Based on true events, “Worth” begins with Kenneth Feinberg (Michael Keaton, “Birdman”) teaching a class at Georgetown University Law School. He has his students perform an exercise in which they determine, in monetary terms, the value of a life. More precisely, a life lost. Ken is an attorney who uses actuarial tables and mathematical formulas to determine what is owed to the relatives and dependents of those who perish en masse due to the negligence of another. Whenever tragedy might prompt a corporation-crippling lawsuit — asbestos, mass shootings, etc. — Ken saves the day with neat math.
Ken’s most notable work is the 9/11 Victim Compensation Fund. When airlines feared class-action lawsuits, the government stepped in to shield these companies from the hurt and angry people who lost loved ones in the 9/11 attacks. By appointing Ken’s firm as the “special master” of the fund, they gave him sweeping authority, and a little more than two years, to satisfy 80% of potential claimants with an objective formula for compensation with public money. What Ken and the Bush Administration failed to recognize is that an objective formula could never account for the myriad idiosyncrasies of each claimant’s case.
The film follows Ken’s gradual (well, it isn’t so gradual for him; he resists until the very end) warming to the idea that a formula cannot solve every problem. He is pushed in this direction by Charles Wolf Jr. (Stanley Tucci, “Spotlight”), a claimant and leader of the underdogs, who is determined to “Fix the Fund.” He succeeds, but only after a contrived meeting with Ken at the opera, of all places.
This movie is a letdown. I don’t know what writer Max Borenstein (“Godzilla vs. Kong”) thought would come of a movie about a government initiative to shield corporations from the rightful anger of thousands. The 9/11 Victims Compensation Fund wasn’t really a success: the money has long run out, and been replenished, and run out again as new illnesses linked to Ground Zero develop in New York residents and first responders.

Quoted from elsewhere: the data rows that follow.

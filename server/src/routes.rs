//! Route definitions for the ReWear API

use axum::extract::DefaultBodyLimit;
use axum::http::Method;
use axum::routing::{get, post, put};
use axum::Router;
use tower::ServiceBuilder;
use tower_http::cors::{Any, CorsLayer};
use tower_http::services::ServeDir;
use tower_http::trace::TraceLayer;

use crate::app_state::AppState;
use crate::config::Config;
use crate::handlers::*;
use crate::services::upload::{MAX_IMAGES, MAX_IMAGE_BYTES, PUBLIC_PREFIX};

/// Room for multipart framing on top of the image bytes.
const MULTIPART_OVERHEAD: usize = 64 * 1024;

// Auth routes
pub fn auth_routes() -> Router<AppState> {
    Router::new()
        .route("/api/auth/signup", post(signup))
        .route("/api/auth/login", post(login))
}

// Listing routes
pub fn item_routes() -> Router<AppState> {
    Router::new()
        .route("/api/items", get(list_items).post(create_item))
        .route("/api/items/:id", get(get_item))
}

// Dashboard routes
pub fn dashboard_routes() -> Router<AppState> {
    Router::new().route("/api/dashboard", get(get_dashboard))
}

// Exchange routes
pub fn swap_routes() -> Router<AppState> {
    Router::new()
        .route("/api/swaps", post(create_swap))
        .route("/api/swaps/redeem", post(redeem_item))
        .route("/api/swaps/:id/accept", put(accept_swap))
        .route("/api/swaps/:id/reject", put(reject_swap))
}

// Moderation routes
pub fn admin_routes() -> Router<AppState> {
    Router::new()
        .route("/api/admin/items", get(list_pending_items))
        .route("/api/admin/items/:id", axum::routing::delete(delete_item))
        .route("/api/admin/items/:id/approve", put(approve_item))
        .route("/api/admin/items/:id/reject", put(reject_item))
}

// Upload routes
pub fn upload_routes() -> Router<AppState> {
    Router::new()
        .route("/api/upload", post(upload_images))
        .layer(DefaultBodyLimit::max(MAX_IMAGES * MAX_IMAGE_BYTES + MULTIPART_OVERHEAD))
}

/// Assemble the full application router
pub fn app(state: AppState, config: &Config) -> Router {
    Router::new()
        .route("/", get(root))
        .route("/health", get(health_check))
        .merge(auth_routes())
        .merge(item_routes())
        .merge(dashboard_routes())
        .merge(swap_routes())
        .merge(admin_routes())
        .merge(upload_routes())
        .nest_service(PUBLIC_PREFIX, ServeDir::new(&config.upload_dir))
        .with_state(state)
        .layer(
            ServiceBuilder::new()
                .layer(TraceLayer::new_for_http())
                .layer(configure_cors(config)),
        )
}

fn configure_cors(config: &Config) -> CorsLayer {
    if config.cors_allowed_origins.is_empty() {
        tracing::warn!("CORS_ALLOWED_ORIGINS not set, allowing all origins (permissive)");
        return CorsLayer::permissive();
    }

    CorsLayer::new()
        .allow_origin(config.cors_allowed_origins.clone())
        .allow_methods([Method::GET, Method::POST, Method::PUT, Method::DELETE])
        .allow_headers(Any)
}
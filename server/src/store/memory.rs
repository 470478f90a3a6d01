//! In-memory [`Store`] backing the unit and router tests.
//!
//! All tables sit behind a single mutex, so every trait call observes and
//! mutates a consistent snapshot.

use async_trait::async_trait;
use chrono::Utc;
use tokio::sync::Mutex;
use uuid::Uuid;

use super::{AcceptOutcome, NewItem, NewSwap, RedeemOutcome, SortOrder, Store, StoreError};
use crate::models::{
    AccountRef, Item, ItemRef, ItemStatus, ListingView, Swap, SwapStatus, SwapType, SwapView,
    User, UserRole, STARTING_POINTS,
};

#[derive(Default)]
struct Tables {
    // Insertion order doubles as creation order.
    users: Vec<User>,
    items: Vec<Item>,
    swaps: Vec<Swap>,
}

impl Tables {
    fn user(&self, id: Uuid) -> Option<&User> {
        self.users.iter().find(|u| u.id == id)
    }

    fn user_mut(&mut self, id: Uuid) -> Option<&mut User> {
        self.users.iter_mut().find(|u| u.id == id)
    }

    fn item(&self, id: Uuid) -> Option<&Item> {
        self.items.iter().find(|i| i.id == id)
    }

    fn item_mut(&mut self, id: Uuid) -> Option<&mut Item> {
        self.items.iter_mut().find(|i| i.id == id)
    }

    fn swap_mut(&mut self, id: Uuid) -> Option<&mut Swap> {
        self.swaps.iter_mut().find(|s| s.id == id)
    }

    fn account_ref(&self, id: Uuid) -> AccountRef {
        AccountRef {
            id,
            email: self.user(id).map(|u| u.email.clone()).unwrap_or_default(),
        }
    }

    fn item_ref(&self, id: Uuid) -> Option<ItemRef> {
        self.item(id).map(|item| ItemRef {
            id,
            title: item.title.clone(),
            images: item.images.clone(),
        })
    }

    fn listing_view(&self, item: &Item) -> ListingView {
        ListingView {
            item: item.clone(),
            owner: self.account_ref(item.owner_id),
        }
    }

    fn swap_view(&self, swap: &Swap) -> Option<SwapView> {
        Some(SwapView {
            swap: swap.clone(),
            requester: self.account_ref(swap.requester_id),
            responder: self.account_ref(swap.responder_id),
            requested_item: self.item_ref(swap.requested_item_id)?,
            offered_item: swap.offered_item_id.and_then(|id| self.item_ref(id)),
        })
    }

    fn has_pending(&self, requester_id: Uuid, requested_item_id: Uuid) -> bool {
        self.swaps.iter().any(|s| {
            s.requester_id == requester_id
                && s.requested_item_id == requested_item_id
                && s.status == SwapStatus::Pending
        })
    }

    fn can_afford(&self, user_id: Uuid, amount: i64) -> bool {
        self.user(user_id).is_some_and(|u| u.points >= amount)
    }

    /// Caller must have checked [`Tables::can_afford`] first.
    fn transfer_points(&mut self, from: Uuid, to: Uuid, amount: i64) {
        let now = Utc::now();
        if let Some(payer) = self.user_mut(from) {
            payer.points -= amount;
            payer.updated_at = now;
        }
        if let Some(payee) = self.user_mut(to) {
            payee.points += amount;
            payee.updated_at = now;
        }
    }

    fn push_swap(&mut self, swap: NewSwap) -> Swap {
        let now = Utc::now();
        let swap = Swap {
            id: Uuid::new_v4(),
            requester_id: swap.requester_id,
            responder_id: swap.responder_id,
            requested_item_id: swap.requested_item_id,
            offered_item_id: swap.offered_item_id,
            status: swap.status,
            swap_type: swap.swap_type,
            points_value: swap.points_value,
            created_at: now,
            updated_at: now,
        };
        self.swaps.push(swap.clone());
        swap
    }
}

/// Store keeping every table in process memory
#[derive(Default)]
pub struct MemoryStore {
    tables: Mutex<Tables>,
}

impl MemoryStore {
    pub fn new() -> Self {
        Self::default()
    }

    /// Overwrite an account's balance.
    pub async fn set_points(&self, user_id: Uuid, points: i64) {
        let mut tables = self.tables.lock().await;
        if let Some(user) = tables.user_mut(user_id) {
            user.points = points;
        }
    }

    /// Every stored exchange, oldest first.
    pub async fn swaps(&self) -> Vec<Swap> {
        self.tables.lock().await.swaps.clone()
    }
}

#[async_trait]
impl Store for MemoryStore {
    async fn create_user(&self, email: &str, password_hash: &str) -> Result<User, StoreError> {
        let mut tables = self.tables.lock().await;
        if tables
            .users
            .iter()
            .any(|u| u.email.eq_ignore_ascii_case(email))
        {
            return Err(StoreError::Duplicate("email"));
        }

        let role = if tables.users.is_empty() {
            UserRole::Admin
        } else {
            UserRole::User
        };
        let now = Utc::now();
        let user = User {
            id: Uuid::new_v4(),
            email: email.to_owned(),
            password_hash: password_hash.to_owned(),
            points: STARTING_POINTS,
            role,
            created_at: now,
            updated_at: now,
        };
        tables.users.push(user.clone());
        Ok(user)
    }

    async fn find_user(&self, id: Uuid) -> Result<Option<User>, StoreError> {
        Ok(self.tables.lock().await.user(id).cloned())
    }

    async fn find_user_by_email(&self, email: &str) -> Result<Option<User>, StoreError> {
        let tables = self.tables.lock().await;
        Ok(tables
            .users
            .iter()
            .find(|u| u.email.eq_ignore_ascii_case(email))
            .cloned())
    }

    async fn insert_item(&self, item: NewItem) -> Result<Item, StoreError> {
        let now = Utc::now();
        let item = Item {
            id: Uuid::new_v4(),
            title: item.title,
            description: item.description,
            category: item.category,
            size: item.size,
            condition: item.condition,
            points_value: item.points_value,
            tags: item.tags,
            images: item.images,
            owner_id: item.owner_id,
            status: ItemStatus::PendingApproval,
            created_at: now,
            updated_at: now,
        };
        self.tables.lock().await.items.push(item.clone());
        Ok(item)
    }

    async fn find_item(&self, id: Uuid) -> Result<Option<Item>, StoreError> {
        Ok(self.tables.lock().await.item(id).cloned())
    }

    async fn find_listing(&self, id: Uuid) -> Result<Option<ListingView>, StoreError> {
        let tables = self.tables.lock().await;
        Ok(tables.item(id).map(|item| tables.listing_view(item)))
    }

    async fn list_listings(
        &self,
        status: ItemStatus,
        order: SortOrder,
    ) -> Result<Vec<ListingView>, StoreError> {
        let tables = self.tables.lock().await;
        let mut listings: Vec<ListingView> = tables
            .items
            .iter()
            .filter(|item| item.status == status)
            .map(|item| tables.listing_view(item))
            .collect();
        if order == SortOrder::NewestFirst {
            listings.reverse();
        }
        Ok(listings)
    }

    async fn list_items_by_owner(&self, owner_id: Uuid) -> Result<Vec<Item>, StoreError> {
        let tables = self.tables.lock().await;
        Ok(tables
            .items
            .iter()
            .rev()
            .filter(|item| item.owner_id == owner_id)
            .cloned()
            .collect())
    }

    async fn transition_item(
        &self,
        id: Uuid,
        from: ItemStatus,
        to: ItemStatus,
    ) -> Result<Option<Item>, StoreError> {
        let mut tables = self.tables.lock().await;
        let Some(item) = tables.item_mut(id).filter(|item| item.status == from) else {
            return Ok(None);
        };
        item.status = to;
        item.updated_at = Utc::now();
        Ok(Some(item.clone()))
    }

    async fn delete_item(&self, id: Uuid) -> Result<bool, StoreError> {
        let mut tables = self.tables.lock().await;
        let before = tables.items.len();
        tables.items.retain(|item| item.id != id);
        if tables.items.len() == before {
            return Ok(false);
        }
        tables
            .swaps
            .retain(|s| s.requested_item_id != id && s.offered_item_id != Some(id));
        Ok(true)
    }

    async fn find_swap(&self, id: Uuid) -> Result<Option<Swap>, StoreError> {
        let tables = self.tables.lock().await;
        Ok(tables.swaps.iter().find(|s| s.id == id).cloned())
    }

    async fn has_pending_swap(
        &self,
        requester_id: Uuid,
        requested_item_id: Uuid,
    ) -> Result<bool, StoreError> {
        Ok(self
            .tables
            .lock()
            .await
            .has_pending(requester_id, requested_item_id))
    }

    async fn insert_swap(&self, swap: NewSwap) -> Result<Swap, StoreError> {
        let mut tables = self.tables.lock().await;
        if swap.status == SwapStatus::Pending
            && tables.has_pending(swap.requester_id, swap.requested_item_id)
        {
            return Err(StoreError::Duplicate("pending swap"));
        }
        Ok(tables.push_swap(swap))
    }

    async fn list_swaps_for_user(&self, user_id: Uuid) -> Result<Vec<SwapView>, StoreError> {
        let tables = self.tables.lock().await;
        Ok(tables
            .swaps
            .iter()
            .rev()
            .filter(|s| s.requester_id == user_id || s.responder_id == user_id)
            .filter_map(|s| tables.swap_view(s))
            .collect())
    }

    async fn reject_swap(&self, id: Uuid) -> Result<Option<Swap>, StoreError> {
        let mut tables = self.tables.lock().await;
        let Some(swap) = tables
            .swap_mut(id)
            .filter(|s| s.status == SwapStatus::Pending)
        else {
            return Ok(None);
        };
        swap.status = SwapStatus::Rejected;
        swap.updated_at = Utc::now();
        Ok(Some(swap.clone()))
    }

    async fn accept_swap(&self, id: Uuid) -> Result<AcceptOutcome, StoreError> {
        let mut tables = self.tables.lock().await;
        let Some(swap) = tables
            .swaps
            .iter()
            .find(|s| s.id == id && s.status == SwapStatus::Pending)
            .cloned()
        else {
            return Ok(AcceptOutcome::NotPending);
        };

        let listing_ids: Vec<Uuid> = std::iter::once(swap.requested_item_id)
            .chain(swap.offered_item_id)
            .collect();
        let all_available = listing_ids.iter().all(|id| {
            tables
                .item(*id)
                .is_some_and(|item| item.status == ItemStatus::Available)
        });
        if !all_available {
            return Ok(AcceptOutcome::ListingUnavailable);
        }

        let charges_points = swap.swap_type == SwapType::Points && swap.points_value > 0;
        if charges_points && !tables.can_afford(swap.requester_id, swap.points_value) {
            return Ok(AcceptOutcome::InsufficientPoints);
        }

        // Every check passed; apply all writes together.
        let now = Utc::now();
        for listing_id in listing_ids {
            if let Some(item) = tables.item_mut(listing_id) {
                item.status = ItemStatus::Swapped;
                item.updated_at = now;
            }
        }
        if charges_points {
            tables.transfer_points(swap.requester_id, swap.responder_id, swap.points_value);
        }
        let Some(stored) = tables.swap_mut(id) else {
            return Ok(AcceptOutcome::NotPending);
        };
        stored.status = SwapStatus::Accepted;
        stored.updated_at = now;
        Ok(AcceptOutcome::Accepted(stored.clone()))
    }

    async fn redeem_item(
        &self,
        item_id: Uuid,
        redeemer_id: Uuid,
    ) -> Result<RedeemOutcome, StoreError> {
        let mut tables = self.tables.lock().await;
        let Some(item) = tables.item(item_id).cloned() else {
            return Ok(RedeemOutcome::ListingNotFound);
        };
        if item.status != ItemStatus::Available {
            return Ok(RedeemOutcome::ListingUnavailable);
        }
        if item.owner_id == redeemer_id {
            return Ok(RedeemOutcome::OwnListing);
        }
        if !tables.can_afford(redeemer_id, item.points_value) {
            return Ok(RedeemOutcome::InsufficientPoints);
        }

        tables.transfer_points(redeemer_id, item.owner_id, item.points_value);
        if let Some(stored) = tables.item_mut(item_id) {
            stored.status = ItemStatus::Swapped;
            stored.updated_at = Utc::now();
        }
        let swap = tables.push_swap(NewSwap {
            requester_id: redeemer_id,
            responder_id: item.owner_id,
            requested_item_id: item.id,
            offered_item_id: None,
            status: SwapStatus::Completed,
            swap_type: SwapType::Points,
            points_value: item.points_value,
        });
        Ok(RedeemOutcome::Redeemed(swap))
    }
}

As a general rule, movies about the insufficiencies of actuarial tables probably won’t be very good. But released to Netflix on Sept. 3 of this year, I saw the film through a different lens.
The movie was first shown in 2020, but watching it just over a week ago for the first time is a different experience. In light of the Taliban’s recapture of Afghanistan and the twentieth anniversary of the 9/11 attacks, the film’s focus seems all wrong.
The U.S. exit from Afghanistan is considered a disaster with the Taliban now controlling all of Afghanistan. American and coalition forces left allies behind and American weapons in the hands of the Taliban. The war itself was a failure: America’s hubristic attempt at nation-building cost over 172,000 human lives and two trillion debt-financed dollars.
For all of the earnestly heartbreaking moments in “Worth,” the predictable and soapy storyline is a disgrace to those lives lost and broken.